Can an executor exclude siblings from a will?

My mother is 92 years old, blind, has cognitive deficiencies.

--She is still the payee for my 65-year-old brother who still lives with her. She can no longer fulfill the responsibilities of a payee, may have to be reported to the SSA. 

--The main issue is this: they both live in our eldest sister's house, occupy the first-floor unit. Mother refuses to be evaluated, neither cognitively nor physically, even after she broke her nose after a fall she sustained while under the influence of alcohol. Our eldest sister is 71 years old, their relationship is strained. 

--As per the 71-year-old sibling, a will might have been one done in CT years ago, but purports to have no recollection as to when or who the executor might be, or where the will might have been filed.

--This same 71-year-old sibling claims to have a "vague recollection" to have had her name added to mother's bank account, so presumably she would have full access to it after mother's passing. According to this sibling: "as per mother's wishes, all funds in that account must go to our disabled brother" Mother has no assets other than a relatively large bank account. 

---Questions: if no will, does the bank just grant full access to the eldest daughter? If there is a will, can it just be ignored and all eldest daughter collects the entire amount? How can I find out of there IS in fact, a will? I am the youngest of mother's five children, have no clue about these things. Can you please advise? 

7 Answers

  • Judith
    Lv 7
    2 months ago

    Re her being a payee for her son - someone else in the family who is a responsible person needs to contact SS to file to be made payee for both her AND the son.  If that person doesn't want to be payee for both then that person can make arrangements with some other relative as to who will file to be payee for who.

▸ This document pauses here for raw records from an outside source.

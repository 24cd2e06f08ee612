//! SSH-backed detector and connector.

use std::sync::Arc;

use log::{debug, warn};

use super::{DeviceConnector, DeviceSession, DialectDetector};
use crate::address::DeviceAddress;
use crate::config::DeviceAccess;
use crate::detect::{Autodetect, probe_commands};
use crate::driver::{Driver, GenericDriver};
use crate::error::{PlatformError, Result};
use crate::profile::{self, RequestProfile};
use crate::report::{Facts, Interfaces};

/// Platform used for the probe session, before the dialect is known.
const PROBE_PLATFORM: &str = "generic";

/// Detects dialects by running probe commands over a generic shell session.
#[derive(Debug, Clone)]
pub struct SshDetector {
    access: Arc<DeviceAccess>,
}

impl SshDetector {
    pub fn new(access: Arc<DeviceAccess>) -> Self {
        Self { access }
    }
}

impl DialectDetector for SshDetector {
    async fn detect(&self, address: &DeviceAddress) -> Result<Option<String>> {
        let mut driver = self
            .access
            .driver_builder(address.as_str())
            .platform(PROBE_PLATFORM)
            .build()?;
        driver.open().await?;

        let detected = probe(&mut driver).await;
        if let Err(e) = driver.close().await {
            warn!("{address}: closing probe session: {e}");
        }

        let detected = detected?;
        debug!("{address}: detected {:?}", detected);
        Ok(detected)
    }
}

async fn probe(driver: &mut GenericDriver) -> Result<Option<String>> {
    let mut autodetect = Autodetect::new();
    for command in probe_commands() {
        let response = driver.send_command(command).await?;
        if autodetect.observe(command, &response.result) {
            break;
        }
    }
    Ok(autodetect.best().map(str::to_string))
}

/// Opens full sessions using the request profile of the resolved driver.
#[derive(Debug, Clone)]
pub struct SshConnector {
    access: Arc<DeviceAccess>,
}

impl SshConnector {
    pub fn new(access: Arc<DeviceAccess>) -> Self {
        Self { access }
    }
}

impl DeviceConnector for SshConnector {
    type Session = SshSession;

    async fn connect(&self, address: &DeviceAddress, driver: &str) -> Result<SshSession> {
        let profile = profile::lookup(driver).ok_or_else(|| PlatformError::UnknownDriver {
            name: driver.to_string(),
        })?;

        let mut device = self
            .access
            .driver_builder(address.as_str())
            .platform(profile.platform())
            .build()?;
        device.open().await?;

        Ok(SshSession {
            driver: device,
            profile,
        })
    }
}

/// Full session driven by a request profile.
pub struct SshSession {
    driver: GenericDriver,
    profile: &'static dyn RequestProfile,
}

impl SshSession {
    /// Run `commands`, failing on the first one the device rejects.
    async fn run(&mut self, commands: &[&str]) -> Result<Vec<String>> {
        self.driver
            .send_commands(commands)
            .await?
            .into_iter()
            .map(|response| response.into_result().map(|r| r.result))
            .collect()
    }
}

impl DeviceSession for SshSession {
    async fn get_facts(&mut self) -> Result<Facts> {
        let commands = self.profile.facts_commands();
        let outputs = self.run(commands).await?;
        let outputs: Vec<&str> = outputs.iter().map(String::as_str).collect();
        self.profile.parse_facts(&outputs)
    }

    async fn get_interfaces(&mut self) -> Result<Interfaces> {
        let commands = self.profile.interfaces_commands();
        let outputs = self.run(commands).await?;
        let outputs: Vec<&str> = outputs.iter().map(String::as_str).collect();
        self.profile.parse_interfaces(&outputs)
    }

    async fn close(mut self) -> Result<()> {
        self.driver.close().await
    }
}

#[cfg(test)]
mod tests {
    use super::*;
    use crate::transport::Credentials;

    fn access() -> Arc<DeviceAccess> {
        Arc::new(DeviceAccess::new(Credentials::password("netops", "s3cret")))
    }

    #[tokio::test]
    async fn test_connect_unknown_driver() {
        let connector = SshConnector::new(access());
        let address = DeviceAddress::parse("10.0.0.1").unwrap();

        let err = connector.connect(&address, "junos").await.err().unwrap();
        assert!(matches!(
            err,
            crate::Error::Platform(PlatformError::UnknownDriver { ref name }) if name == "junos"
        ));
    }

    #[test]
    fn test_probe_platform_registered() {
        assert!(crate::platform::PlatformRegistry::builtin().contains(PROBE_PLATFORM));
    }
}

    When it comes to processing the payee application for the mother, SS will contact her physician for a statement on form SSA-786 or SSA-787 (forget which but you can check it out online and download it if you like).

    If the daughter and mother have a joint account then of course the daughter has access.  Legally it is just as much her account as the mothers.  She can withdraw every single penny in the account if she wants to without breaking any laws.

    As for a will, apart from contacting every single attorney in town, there isn't one or there might as well not be one for all the good it would do anyone.

    Also if there is no will, then state law applies as to how proceeds from an estate are divided.  Look it up for your state.

  • 2 months ago

    Wills are not filed until the person dies. It might be sitting in some drawer somewhere, maybe in a lawyers office. Usually, only the ORIGINAL will can be probated. It might be a civil violation to hide a will after a person dies. 

    Reading a book like “probate for dummies” might be a good idea. I might suggest a *serious* family conference, maybe with an elder law lawyer.

  • 2 months ago

    If her name is on the account, then the money is hers.  Now it's legally hers, certainly once mom dies.  Will cannot be ignored, but again, fi the account has her name on it, it may be outside a will.  If no one has a hard copy of a will, then no way to know.  Ask mom.  

  • Anonymous
    2 months ago

    If there is no Will, if there is no surviving spouse, the estate is divided equally among the surviving children.  That's CT law.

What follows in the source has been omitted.